We'll take this occasion to once again present some interesting
comparisons on operating metrics across each of these three modes in Q3, as shown in the graphic below. Note that net income is
based usually on each carrier's total business, which may include other sectors, such as the large intermodal business at truckload
carrier JB Hunt, and not just straight truckload or LTL results. Still, the comparisons are useful (though operating ratios are usually just for that TL or LTL business unit, as reported).

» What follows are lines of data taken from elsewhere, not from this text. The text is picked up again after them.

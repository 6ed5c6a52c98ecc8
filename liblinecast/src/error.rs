//! Error types for Linecast

use thiserror::Error;

pub type Result<T> = std::result::Result<T, LinecastError>;

#[derive(Error, Debug)]
pub enum LinecastError {
    #[error("Configuration error: {0}")]
    Config(#[from] ConfigError),

    #[error("Content error: {0}")]
    Content(#[from] ContentError),

    #[error("No content available: {0}")]
    ContentUnavailable(String),

    #[error("Transport error: {0}")]
    Transport(#[from] TransportError),

    #[error("Invalid input: {0}")]
    InvalidInput(String),
}

/// Coarse classification of a failed run
#[derive(Debug, Clone, Copy, PartialEq, Eq)]
pub enum ErrorKind {
    ConfigMissing,
    ContentUnavailable,
    TransportFailure,
    InvalidInput,
}

impl LinecastError {
    pub fn kind(&self) -> ErrorKind {
        match self {
            LinecastError::Config(_) => ErrorKind::ConfigMissing,
            LinecastError::Content(_) | LinecastError::ContentUnavailable(_) => {
                ErrorKind::ContentUnavailable
            }
            LinecastError::Transport(_) => ErrorKind::TransportFailure,
            LinecastError::InvalidInput(_) => ErrorKind::InvalidInput,
        }
    }

    /// Returns the appropriate exit code for this error
    pub fn exit_code(&self) -> i32 {
        match self.kind() {
            ErrorKind::TransportFailure => 1,
            ErrorKind::ConfigMissing => 2,
            ErrorKind::ContentUnavailable => 3,
            ErrorKind::InvalidInput => 4,
        }
    }
}

#[derive(Error, Debug)]
pub enum ConfigError {
    #[error("Failed to read config file: {0}")]
    ReadError(#[from] std::io::Error),

    #[error("Failed to parse config: {0}")]
    ParseError(#[from] toml::de::Error),

    #[error("Missing required field: {0}")]
    MissingField(String),

    #[error("{var} is not set. Suggestion: export {var}='<your channel access token>' and run again.")]
    MissingCredential { var: String },
}

#[derive(Error, Debug)]
pub enum ContentError {
    #[error("Content file not found: {0}")]
    NotFound(String),

    #[error("Failed to parse content file {path}: {reason}")]
    Malformed { path: String, reason: String },

    #[error("Failed to read content file: {0}")]
    Io(#[from] std::io::Error),
}

#[derive(Error, Debug, Clone)]
pub enum TransportError {
    #[error("Network error: {0}")]
    Network(String),

    #[error("Broadcast rejected with HTTP {status}: {body}")]
    Status { status: u16, body: String },
}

|Q3 2016 US Operating Metrics by Mode
|Average Net Income as a Percent of Sales Q3 2016
|Average Net Income as a Percent of Sales Q3 2015
|Best Net Income as a Percent of Sales
Ratio Q33 2016
Ratio Q3 2015
|Best Operating Ratio
|Source: SCDigest Analysis
As can be seen, rail carriers as a group are simply far more profitable than truckload or LTL carriers, with profits as a percent of revenue for the quarter of 19.7%, though that was down a bit from the average of 20.1% in Q3 2015. By comparison, truckload carriers had net profit margins of only 5.9%, and just 3.9%% for the LTL group.

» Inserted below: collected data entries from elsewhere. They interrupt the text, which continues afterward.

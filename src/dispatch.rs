//! Routing of decoded NFS events into the per-version counter series.

use std::fmt;

use log::info;
use metrics::{counter, describe_counter, Label, Recorder};

use crate::record::{NfsEvent, Operation};

pub const NFS4_READ_BYTES: &str = "nfs4_read_bytes_total";
pub const NFS4_WRITE_BYTES: &str = "nfs4_write_bytes_total";
pub const NFS4_READ_OPERATIONS: &str = "nfs4_read_operations_total";
pub const NFS4_WRITE_OPERATIONS: &str = "nfs4_write_operations_total";
pub const NFS3_READ_BYTES: &str = "nfs3_read_bytes_total";
pub const NFS3_WRITE_BYTES: &str = "nfs3_write_bytes_total";
pub const NFS3_READ_OPERATIONS: &str = "nfs3_read_operations_total";
pub const NFS3_WRITE_OPERATIONS: &str = "nfs3_write_operations_total";

/// Log target for the one-line-per-event diagnostic stream.
pub const EVENT_LOG_TARGET: &str = "nfstrace::events";

/// Which family of counters an event lands in.
#[derive(Debug, Clone, Copy, PartialEq, Eq)]
pub enum VersionScope {
    /// NFSv4, labeled by client, path and version.
    V4,
    /// NFSv3, labeled by client and version only.
    V3,
}

impl VersionScope {
    /// Legacy records carry no version but only come from the NFSv4 probes.
    pub fn classify(version: Option<u32>) -> Option<Self> {
        match version {
            Some(4) | None => Some(VersionScope::V4),
            Some(3) => Some(VersionScope::V3),
            Some(_) => None,
        }
    }

    pub fn label(self) -> &'static str {
        match self {
            VersionScope::V4 => "4",
            VersionScope::V3 => "3",
        }
    }

    fn counters(self, op: Operation) -> (&'static str, &'static str) {
        match (self, op) {
            (VersionScope::V4, Operation::Read) => (NFS4_READ_BYTES, NFS4_READ_OPERATIONS),
            (VersionScope::V4, Operation::Write) => (NFS4_WRITE_BYTES, NFS4_WRITE_OPERATIONS),
            (VersionScope::V3, Operation::Read) => (NFS3_READ_BYTES, NFS3_READ_OPERATIONS),
            (VersionScope::V3, Operation::Write) => (NFS3_WRITE_BYTES, NFS3_WRITE_OPERATIONS),
        }
    }

    fn labels(self, event: &NfsEvent) -> Vec<Label> {
        let mut labels = vec![Label::new("client", event.client.to_string())];
        if self == VersionScope::V4 {
            labels.push(Label::new("path", event.path.clone()));
        }
        labels.push(Label::new("version", self.label()));
        labels
    }
}

/// Human readable line describing one event.
pub struct TraceLine<'a>(pub &'a NfsEvent);

impl fmt::Display for TraceLine<'_> {
    fn fmt(&self, f: &mut fmt::Formatter<'_>) -> fmt::Result {
        let event = self.0;
        write!(
            f,
            "NFS {} | Client: {} | Size: {} bytes | Path: {} | Version: ",
            event.operation().as_str(),
            event.client,
            event.size,
            event.path
        )?;
        match event.version {
            Some(version) => write!(f, "{version}"),
            None => write!(f, "{} (legacy)", VersionScope::V4.label()),
        }
    }
}

/// Updates the byte and operation counters for each event.
///
/// The dispatcher owns the recorder the counters live in; the metrics server
/// reads the same registry through a handle taken before construction.
pub struct MetricDispatcher<R> {
    recorder: R,
}

impl<R: Recorder> MetricDispatcher<R> {
    pub fn new(recorder: R) -> Self {
        metrics::with_local_recorder(&recorder, describe_counters);
        Self { recorder }
    }

    /// Record one event, returning the scope it was counted under. Events
    /// with an unsupported version are logged but not counted.
    pub fn dispatch(&self, event: &NfsEvent) -> Option<VersionScope> {
        let scope = VersionScope::classify(event.version);
        if let Some(scope) = scope {
            let (bytes, operations) = scope.counters(event.operation());
            let labels = scope.labels(event);
            metrics::with_local_recorder(&self.recorder, || {
                counter!(bytes, labels.clone()).increment(u64::from(event.size));
                counter!(operations, labels).increment(1);
            });
        }

        info!(target: EVENT_LOG_TARGET, "{}", TraceLine(event));
        scope
    }
}

fn describe_counters() {
    describe_counter!(NFS4_READ_BYTES, "Total bytes read from NFS v4 by client and path");
    describe_counter!(NFS4_WRITE_BYTES, "Total bytes written to NFS v4 by client and path");
    describe_counter!(
        NFS4_READ_OPERATIONS,
        "Total number of NFS v4 read operations by client and path"
    );
    describe_counter!(
        NFS4_WRITE_OPERATIONS,
        "Total number of NFS v4 write operations by client and path"
    );
    describe_counter!(NFS3_READ_BYTES, "Total bytes read from NFS v3 by client");
    describe_counter!(NFS3_WRITE_BYTES, "Total bytes written to NFS v3 by client");
    describe_counter!(NFS3_READ_OPERATIONS, "Total number of NFS v3 read operations by client");
    describe_counter!(NFS3_WRITE_OPERATIONS, "Total number of NFS v3 write operations by client");
}
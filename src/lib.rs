//! nfstrace library - the pieces behind the `nfstrace` exporter.
//!
//! # Modules
//!
//! - [`record`] - decoding of the records the nfsd kprobes emit
//! - [`probes`] - attachment and release of the kprobes
//! - [`reader`] - perf buffer consumption loop
//! - [`dispatch`] - routing of events into the NFS counter series
//! - [`metrics_server`] - `/metrics` endpoint
//! - [`nfstrace_core`] - wiring of the above into a running exporter
//!
//! # Example
//!
//! ```
//! use nfstrace::record::{NfsEvent, RecordLayout};
//!
//! let mut raw = [0u8; 80];
//! raw[0] = 1; // write
//! raw[4..8].copy_from_slice(&4096u32.to_le_bytes());
//! raw[8..12].copy_from_slice(&[192, 168, 1, 10]);
//! raw[12] = 4;
//! raw[16..23].copy_from_slice(b"/export");
//!
//! let event = NfsEvent::decode(RecordLayout::Versioned, &raw).unwrap();
//! assert_eq!(event.client.to_string(), "192.168.1.10");
//! assert_eq!(event.path, "/export");
//! ```

pub mod dispatch;
pub mod metrics_server;
pub mod nfstrace_core;
pub mod probes;
pub mod reader;
pub mod record;

#[cfg(test)]
mod test_utils;

pub use nfstrace_core::{bump_memlock_rlimit, nfstrace, Config};
pub use record::{DecodeError, NfsEvent, Operation, RecordLayout};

That is of course reflected in the different operating ratios, or operating expenses divided by operating revenue - a key metric in the transportation sector - which for the rail carriers is an astounding 23.6 percentage points better than for truckload carriers and about 27 percentage points better than the LTL sector average.
All three sectors saw average operating ratios rise in the quarter, though just barely in LTL and rail but with truckload carriers on average seeing a sharp 3.6 percentage point increase. Union Pacific again led the way here, with an impresssive OR in the quarter of just 62.1%.
Note: The "average" operating ratio per mode is unweighted, meaning for example that to calculate this number for the truckload sector, we simply add the operating ratios of the six TL carriers we follow and then divide by six. Size of the carrier in revenues is not factored in.
Union Pacific took the top spot that Kansas City Southern held in Q2 in terms of highest net income as a percent of sales, at 21.9%. The sector average of 20.1%, however, stacks up favorably with companies in almost any industry. Compare that to just net profits of 8.0% at GM and 5.0% at consumer products giant Kimberly-Clark in Q3.
In LTL, Old Dominion seems finally to have run into the law of large numbers for the third quarter in a row. After several years of regular gains near or above double digits in revenue and profits, it saw revenue that was basically flat in the quarter and net income that was up just 1.4%.
That said, Old Dominion came in with an OR of 82.4%, 10.7 percentage points better than the LTL sector average and almost eight percentage points better than the truckload group average. In fact, Old Dominion's OR was better than the top score in the truckload side, the 83.1% achieved by Heartland Express in Q3. It is very unusual historically for the best LTL performer to have a lower OR than the best truckload carriers.
If you take Old Dominion out of the calculation, its LTL competitors had an average OR of 96.2% in Q3, meaning Old Dominion was about 14 percentage points better. That in turn means that for every $1 million in revenue, OD drops an extra $140,000 or so to the bottom line than do its LTL competitors as a group.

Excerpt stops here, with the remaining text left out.